On the anniversary of the day they decided not to divorce, Chris is killed in another car crash. Unaware that he is dead, and confused that no one will interact with him, Chris lingers on Earth. He sees Annie’s attempts to cope with his loss and attempts to communicate with her, despite advice from a presence that this will only cause her more pain. When his attempts cause more sorrow, he decides to move on.

Chris awakens in Heaven, and learns that his immediate surroundings can be controlled by his imagination. He meets a man (Cuba Gooding, Jr.) he recognizes as Albert, his friend and mentor from his medical residency, and the presence from his time as a “ghost” on Earth. Albert will guide and help in this new afterlife. Albert teaches Chris about his existence in Heaven, and how to shape his little corner, and to travel to others’ “dreams”. They are surprised when a Blue Jacaranda tree appears unbidden in Chris’ surroundings, matching a tree in a new painting by Annie, inspired by Annie’s belief that she can communicate with Chris in the afterlife. Albert explains that this is a sign that the couple are truly soul mates. Annie decides that Chris cannot “see” the painting, however, and destroys it. At the same time, Chris sees his version of the tree disintegrate before his eyes.

Chris laments that he can no longer see his wife and soon encounters a woman who he comes to recognize as his daughter Marie, living in an area resembling a diorama that she loved in her lifetime. The two share a tearful reunion.

Meanwhile, Annie is unable to cope with the loss of her husband and decides to commit suicide. Chris, who is initially relieved that her suffering is done, grows angry when he learns that those who commit suicide go to Hell; this is not the result of a judgment made against them, but rather their own tendency to create “nightmare” afterlife worlds based on their pain.
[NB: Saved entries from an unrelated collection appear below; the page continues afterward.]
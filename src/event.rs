//! Nostr event model.

use serde::{Deserialize, Serialize};

/// Kind of a plain text note.
pub const KIND_TEXT_NOTE: u32 = 1;
/// Kind of a NIP-18 repost.
pub const KIND_REPOST: u32 = 6;
/// Kind of a NIP-25 reaction.
pub const KIND_REACTION: u32 = 7;
/// Kind of a NIP-18 generic repost.
pub const KIND_GENERIC_REPOST: u32 = 16;

/// Simple tag wrapper preserving tag fields.
#[derive(Debug, Clone, Serialize, Deserialize, PartialEq)]
pub struct Tag(pub Vec<String>);

impl Tag {
    /// Tag name, i.e. the first field. Empty tags have no name.
    pub fn name(&self) -> Option<&str> {
        self.0.first().map(String::as_str)
    }
}

/// Core Nostr event as handed over by the relay.
#[derive(Debug, Clone, Serialize, Deserialize, PartialEq)]
pub struct Event {
    /// Event identifier (hex of SHA-256 hash).
    pub id: String,
    /// Author public key (hex).
    pub pubkey: String,
    /// Unix timestamp of creation.
    pub created_at: i64,
    /// Kind number, e.g. `1` or `30023`.
    pub kind: u32,
    /// Arbitrary tags.
    pub tags: Vec<Tag>,
    /// Event content body.
    pub content: String,
    /// Schnorr signature over the event hash.
    #[serde(default)]
    pub sig: String,
}

impl Event {
    /// First tag with the given name. Tag names are case-sensitive.
    pub fn find_tag(&self, name: &str) -> Option<&Tag> {
        self.tags.iter().find(|t| t.name() == Some(name))
    }

    /// Last tag with the given name. NIP-13 and NIP-25 both read the
    /// final occurrence.
    pub fn find_last_tag(&self, name: &str) -> Option<&Tag> {
        self.tags.iter().rev().find(|t| t.name() == Some(name))
    }

    /// Whether any tag carries the given name.
    pub fn has_tag(&self, name: &str) -> bool {
        self.find_tag(name).is_some()
    }
}

/// Check that a string is a plausible hex-encoded x-only public key.
pub fn is_valid_public_key(pk: &str) -> bool {
    pk.len() == 64 && pk.bytes().all(|b| matches!(b, b'0'..=b'9' | b'a'..=b'f'))
}
//! Persistent ban store.
//!
//! Keys are normalised to lowercase hex before every read or write;
//! the value is the record's expiry as unix seconds, since sled has no
//! per-key TTL of its own. Lapsed records are deleted lazily on read.

use std::path::Path;
use std::time::{Duration, SystemTime, UNIX_EPOCH};

use anyhow::{Context, Result};
use async_trait::async_trait;
use tracing::info;

const BAN_PREFIX: &str = "ban:";

/// Interface over the ban database, mockable in tests.
#[async_trait]
pub trait BanStore: Send + Sync {
    async fn is_author_banned(&self, pubkey: &str) -> Result<bool>;
    async fn ban_author(&self, pubkey: &str, duration: Duration) -> Result<()>;
    async fn unban_author(&self, pubkey: &str) -> Result<()>;
    fn close(&self) -> Result<()>;
}

/// Production store backed by a sled tree.
pub struct SledStore {
    db: sled::Db,
}

impl SledStore {
    pub fn open(path: &Path) -> Result<Self> {
        let db = sled::open(path)
            .with_context(|| format!("failed to open ban database at {}", path.display()))?;
        Ok(Self { db })
    }

    fn key(pubkey: &str) -> Vec<u8> {
        let mut key = BAN_PREFIX.as_bytes().to_vec();
        key.extend(pubkey.to_lowercase().into_bytes());
        key
    }
}

fn now_secs() -> u64 {
    SystemTime::now()
        .duration_since(UNIX_EPOCH)
        .unwrap_or_default()
        .as_secs()
}

#[async_trait]
impl BanStore for SledStore {
    async fn is_author_banned(&self, pubkey: &str) -> Result<bool> {
        let key = Self::key(pubkey);
        let Some(raw) = self.db.get(&key).context("ban lookup failed")? else {
            return Ok(false);
        };
        let expiry = raw
            .as_ref()
            .try_into()
            .map(u64::from_be_bytes)
            .unwrap_or(0);
        if expiry <= now_secs() {
            self.db.remove(&key).context("expired ban cleanup failed")?;
            return Ok(false);
        }
        Ok(true)
    }

    async fn ban_author(&self, pubkey: &str, duration: Duration) -> Result<()> {
        info!(pubkey, duration = %humantime::format_duration(duration), "banning author");
        let expiry = now_secs().saturating_add(duration.as_secs());
        self.db
            .insert(Self::key(pubkey), expiry.to_be_bytes().to_vec())
            .context("ban insert failed")?;
        Ok(())
    }

    async fn unban_author(&self, pubkey: &str) -> Result<()> {
        info!(pubkey, "unbanning author");
        self.db.remove(Self::key(pubkey)).context("ban removal failed")?;
        Ok(())
    }

    fn close(&self) -> Result<()> {
        self.db.flush().context("failed to flush ban database")?;
        Ok(())
    }
}
//! Forbidden words and patterns in event content.

use std::collections::HashMap;

use anyhow::{Context, Result};
use async_trait::async_trait;
use regex::{Regex, RegexBuilder};

use crate::config::KeywordConfig;
use crate::event::Event;
use crate::policy::{Filter, Meta, Verdict};

#[derive(Debug)]
struct CompiledRule {
    /// The word or pattern as written in the config, for the reason code.
    source: String,
    regex: Regex,
}

#[derive(Debug)]
pub struct KeywordFilter {
    enabled: bool,
    rules_by_kind: HashMap<u32, Vec<CompiledRule>>,
}

impl KeywordFilter {
    pub fn new(cfg: &KeywordConfig) -> Result<Self> {
        if !cfg.enabled {
            return Ok(Self {
                enabled: false,
                rules_by_kind: HashMap::new(),
            });
        }

        let mut rules_by_kind: HashMap<u32, Vec<CompiledRule>> = HashMap::new();
        for rule in &cfg.rules {
            // Plain words become case-insensitive whole-word patterns.
            for word in &rule.words {
                let regex = RegexBuilder::new(&format!(r"\b{}\b", regex::escape(word)))
                    .case_insensitive(true)
                    .build()
                    .with_context(|| format!("internal error compiling keyword '{word}'"))?;
                for kind in &rule.kinds {
                    rules_by_kind.entry(*kind).or_default().push(CompiledRule {
                        source: word.clone(),
                        regex: regex.clone(),
                    });
                }
            }
            // User regexps compile as written.
            for pattern in &rule.regexps {
                let regex = Regex::new(pattern).with_context(|| {
                    format!(
                        "failed to compile user regexp '{pattern}' for rule '{}'",
                        rule.description
                    )
                })?;
                for kind in &rule.kinds {
                    rules_by_kind.entry(*kind).or_default().push(CompiledRule {
                        source: pattern.clone(),
                        regex: regex.clone(),
                    });
                }
            }
        }

        Ok(Self {
            enabled: true,
            rules_by_kind,
        })
    }
}

#[async_trait]
impl Filter for KeywordFilter {
    fn name(&self) -> &'static str {
        "KeywordFilter"
    }

    async fn matches(&self, event: &Event, _meta: &mut Meta) -> Verdict {
        if !self.enabled {
            return Verdict::accept("filter_disabled");
        }
        let Some(rules) = self.rules_by_kind.get(&event.kind) else {
            return Verdict::accept("no_rules_for_kind");
        };
        for rule in rules {
            if rule.regex.is_match(&event.content) {
                return Verdict::reject(format!("forbidden_pattern_found:'{}'", rule.source));
            }
        }
        Verdict::accept("no_forbidden_patterns_found")
    }
}
//! Configuration file watching with debounce.

use std::path::{Path, PathBuf};
use std::time::Duration;

use notify::{EventKind, RecursiveMode, Watcher};
use tokio::sync::mpsc;
use tracing::{error, info, warn};

const DEFAULT_DEBOUNCE: Duration = Duration::from_millis(500);

fn is_relevant(event: &notify::Event, config_path: &Path) -> bool {
    let kind_matches = matches!(
        event.kind,
        EventKind::Modify(_) | EventKind::Create(_)
    );
    // Editors often replace the file, so compare by name within the
    // watched directory rather than by full path.
    kind_matches
        && event
            .paths
            .iter()
            .any(|p| p.file_name() == config_path.file_name())
}

/// Watch the config file's directory and invoke `on_change` after each
/// burst of relevant events has settled. Runs until the watcher backend
/// drops its channel or the surrounding task is dropped.
pub async fn watch_config<F>(config_path: PathBuf, debounce: Duration, mut on_change: F)
where
    F: FnMut(),
{
    let (tx, mut rx) = mpsc::channel::<notify::Result<notify::Event>>(16);
    let mut watcher = match notify::recommended_watcher(move |res| {
        let _ = tx.blocking_send(res);
    }) {
        Ok(watcher) => watcher,
        Err(err) => {
            error!(error = %err, "failed to create config file watcher");
            return;
        }
    };

    let watch_dir = config_path
        .parent()
        .filter(|p| !p.as_os_str().is_empty())
        .unwrap_or(Path::new("."))
        .to_path_buf();
    if let Err(err) = watcher.watch(&watch_dir, RecursiveMode::NonRecursive) {
        error!(path = %watch_dir.display(), error = %err, "failed to watch config directory");
        return;
    }

    let debounce = if debounce.is_zero() {
        DEFAULT_DEBOUNCE
    } else {
        debounce
    };
    info!(path = %config_path.display(), debounce = ?debounce, "started configuration watcher");

    while let Some(res) = rx.recv().await {
        match res {
            Ok(event) if is_relevant(&event, &config_path) => {
                // Swallow the rest of the burst before reloading.
                loop {
                    match tokio::time::timeout(debounce, rx.recv()).await {
                        Ok(Some(_)) => continue,
                        Ok(None) => return,
                        Err(_) => break,
                    }
                }
                info!(path = %config_path.display(), "config file changed, attempting to reload");
                on_change();
            }
            Ok(_) => {}
            Err(err) => error!(error = %err, "error watching config file"),
        }
    }
    warn!("watcher events channel closed unexpectedly, stopping watcher");
}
Chris is adamant that he will rescue Annie from Hell, despite Albert’s insistence that no one has ever succeeded in doing so with a suicide. Albert agrees to find Chris a “tracker” to help search for Annie’s soul.

On the journey to Hell, Chris recalls his son, Ian. Remembering how he’d called him the one man he’d want at his side to brave Hell, Chris realizes that Albert is truly Ian. Ian explains that he chose Albert’s appearance because he knew that Chris would listen to Albert without reservation. Before they part, Ian begs Chris to remember how he saved his marriage following Ian and Marie’s deaths. Chris then journeys onward with the tracker.

***

In my version of the story, Chris was never dead.  He was always alive and always fighting to be with the woman he loved.  He was afraid of losing her to simple death, not the eternal damnation to Hell from her choice to suicide.

New reality  What_Dreams_May_Come_-1998_Underrated-_Forgotten-DVDs

I remember being fascinated by the alternate reality of his journey, where he sees his daughter in the lovely young asian woman.  Where he realizes that he sees his son in Cuba Gooding, Jr.’s character.  All this time, I thought he was in a coma or something – I was completely clueless that his character had died and was working his way through his own version of what happens next.  Heaven vs. Hell and Eternity or Reboot.

Sort of living a “happy thoughts”, “Happy THOUGHTS!” Tinkerbelle moment which shapes the reality yet to be, versus dealing with a “heaven can wait” kind of storyline for one man coming to save the woman he loves from eternal damnation.

I don’t know how I got such a lovely story so drastically wrong in the observation of it – my only excuse is that that paintings and cinematography were so compelling, and my Mom’s own fascination with this story within her own end-of-life drama distracted me into watching her for clues of why she loved the story, vs. paying attention to the plot itself.

As I’m dealing with my own COPD journey and end of life issues that touch on estate planning, financial security, right to die choices, unresolved issues with siblings, family, friends and lovers, I just know I have no answers but hope that the journey continues into someplace beautiful and worthwhile.

Birdy Comfort

And that any pet I’ve ever loved who loves me back will be happy to see me when I show up.  Because if I have to go on to the next world and deal with more of this petty humanity b.s., I’m going to have a serious bone to pick with whomever’s in charge.